Reproduce every line that appears below, precisely and completely.

▼

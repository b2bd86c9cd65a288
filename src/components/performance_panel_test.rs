use super::bar_width;

#[test]
fn scores_map_straight_to_percent() {
    assert_eq!(bar_width(0), 0);
    assert_eq!(bar_width(85), 85);
    assert_eq!(bar_width(100), 100);
}

#[test]
fn overshoot_clamps_to_full_track() {
    assert_eq!(bar_width(120), 100);
}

▲

Response area:
repository b2bd86c9cd65a288
filename src/components/performance_panel_test.rs
use super::bar_width;

#[test]
fn scores_map_straight_to_percent() {
    assert_eq!(bar_width(0), 0);
    assert_eq!(bar_width(85), 85);
    assert_eq!(bar_width(100), 100);
}

#[test]
fn overshoot_clamps_to_full_track() {
    assert_eq!(bar_width(120), 100);
}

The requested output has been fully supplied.